* **PROBLEM DETAILS**
Tally up the lines below containing the string "tokio", then write the number alone.

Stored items
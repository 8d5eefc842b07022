//! Retry policy for session boundary calls.

use std::future::Future;
use std::time::Duration;

use tracing::warn;

use crate::config::SyncConfig;
use crate::error::BlitzError;

/// Bounded exponential backoff.
#[derive(Debug, Clone, Copy, PartialEq, Eq)]
pub struct RetryPolicy {
    /// Total attempts, including the first one. Never less than 1.
    pub max_attempts: u32,
    /// Delay before the second attempt; doubled for every later attempt.
    pub base_delay: Duration,
}

impl RetryPolicy {
    #[must_use]
    pub fn new(max_attempts: u32, base_delay: Duration) -> Self {
        Self {
            max_attempts: max_attempts.max(1),
            base_delay,
        }
    }

    /// A policy that never retries.
    #[must_use]
    pub const fn none() -> Self {
        Self {
            max_attempts: 1,
            base_delay: Duration::ZERO,
        }
    }

    /// Delay to wait after the given failed attempt (1-based).
    #[must_use]
    pub fn delay_after(&self, attempt: u32) -> Duration {
        let factor = 2u32.saturating_pow(attempt.saturating_sub(1));
        self.base_delay.saturating_mul(factor)
    }

    /// Run `op` until it succeeds, fails with a non-retryable error, or the
    /// attempts are exhausted. The last error is returned.
    ///
    /// # Errors
    ///
    /// Returns the error of the final attempt.
    pub async fn run<T, F, Fut>(&self, what: &str, mut op: F) -> Result<T, BlitzError>
    where
        F: FnMut() -> Fut,
        Fut: Future<Output = Result<T, BlitzError>>,
    {
        let mut attempt = 1;
        loop {
            match op().await {
                Ok(value) => return Ok(value),
                Err(error) if error.is_retryable() && attempt < self.max_attempts => {
                    let delay = self.delay_after(attempt);
                    warn!(%error, attempt, ?delay, "{what} failed; retrying");
                    tokio::time::sleep(delay).await;
                    attempt += 1;
                }
                Err(error) => return Err(error),
            }
        }
    }
}

impl Default for RetryPolicy {
    fn default() -> Self {
        Self::from(&SyncConfig::default())
    }
}

impl From<&SyncConfig> for RetryPolicy {
    fn from(config: &SyncConfig) -> Self {
        Self::new(
            config.max_attempts,
            Duration::from_millis(config.retry_delay_ms),
        )
    }
}
//! Event handling for the TUI.
//!
//! Keys are mapped to [`Action`]s depending on what holds focus. While a
//! prompt is open every printable key, space included, is text for it.

use std::time::Duration;

use crossterm::event::{self, Event, KeyCode, KeyEvent, KeyEventKind, KeyModifiers};
use tokio::sync::mpsc::UnboundedSender;
use tracing::warn;

use crate::tui::app::{App, PromptKind, Screen};

/// Action to take after handling an event.
#[derive(Debug, Clone, PartialEq, Eq)]
pub enum Action {
    Quit,
    Help,
    DemoLogin,
    Refresh,
    NextPane,
    Up,
    Down,
    Select,
    /// Start or pause the timer.
    Toggle,
    Stop,
    Reset,
    SwitchMode,
    OpenPrompt(PromptKind),
    PromptInput(char),
    PromptBackspace,
    PromptSubmit,
    PromptCancel,
}

/// Map a key press to an action.
#[must_use]
pub fn map_key(app: &App, key: KeyEvent) -> Option<Action> {
    if key.kind != KeyEventKind::Press {
        return None;
    }

    // Handle Ctrl+C
    if key.modifiers.contains(KeyModifiers::CONTROL) && key.code == KeyCode::Char('c') {
        return Some(Action::Quit);
    }

    if app.prompt.is_some() {
        return match key.code {
            KeyCode::Enter => Some(Action::PromptSubmit),
            KeyCode::Esc => Some(Action::PromptCancel),
            KeyCode::Backspace => Some(Action::PromptBackspace),
            KeyCode::Char(c) => Some(Action::PromptInput(c)),
            _ => None,
        };
    }

    if app.screen == Screen::Hero {
        return match key.code {
            KeyCode::Char('d') | KeyCode::Enter => Some(Action::DemoLogin),
            KeyCode::Char('q') | KeyCode::Esc => Some(Action::Quit),
            KeyCode::Char('?') => Some(Action::Help),
            _ => None,
        };
    }

    match key.code {
        KeyCode::Char('q') | KeyCode::Esc => Some(Action::Quit),
        KeyCode::Char('?') => Some(Action::Help),
        KeyCode::Char(' ') => Some(Action::Toggle),
        KeyCode::Char('s') => Some(Action::Stop),
        KeyCode::Char('R') => Some(Action::Reset),
        KeyCode::Char('m') => Some(Action::SwitchMode),
        KeyCode::Char('r') => Some(Action::Refresh),
        KeyCode::Char('p') => Some(Action::OpenPrompt(PromptKind::NewProject)),
        KeyCode::Char('a') => Some(Action::OpenPrompt(PromptKind::NewTask)),
        KeyCode::Tab => Some(Action::NextPane),
        KeyCode::Char('j') | KeyCode::Down => Some(Action::Down),
        KeyCode::Char('k') | KeyCode::Up => Some(Action::Up),
        KeyCode::Enter => Some(Action::Select),
        _ => None,
    }
}

/// Forward terminal events from a blocking reader thread.
///
/// The thread exits once the receiving side is dropped.
pub fn spawn_input_reader(events: UnboundedSender<Event>) {
    std::thread::spawn(move || {
        while !events.is_closed() {
            match event::poll(Duration::from_millis(100)) {
                Ok(false) => {}
                Ok(true) => match event::read() {
                    Ok(ev) => {
                        if events.send(ev).is_err() {
                            break;
                        }
                    }
                    Err(e) => {
                        warn!(error = %e, "event read failed");
                        break;
                    }
                },
                Err(e) => {
                    warn!(error = %e, "event poll failed");
                    break;
                }
            }
        }
    });
}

* **RESPONSE TO THIS EXERCISE**
2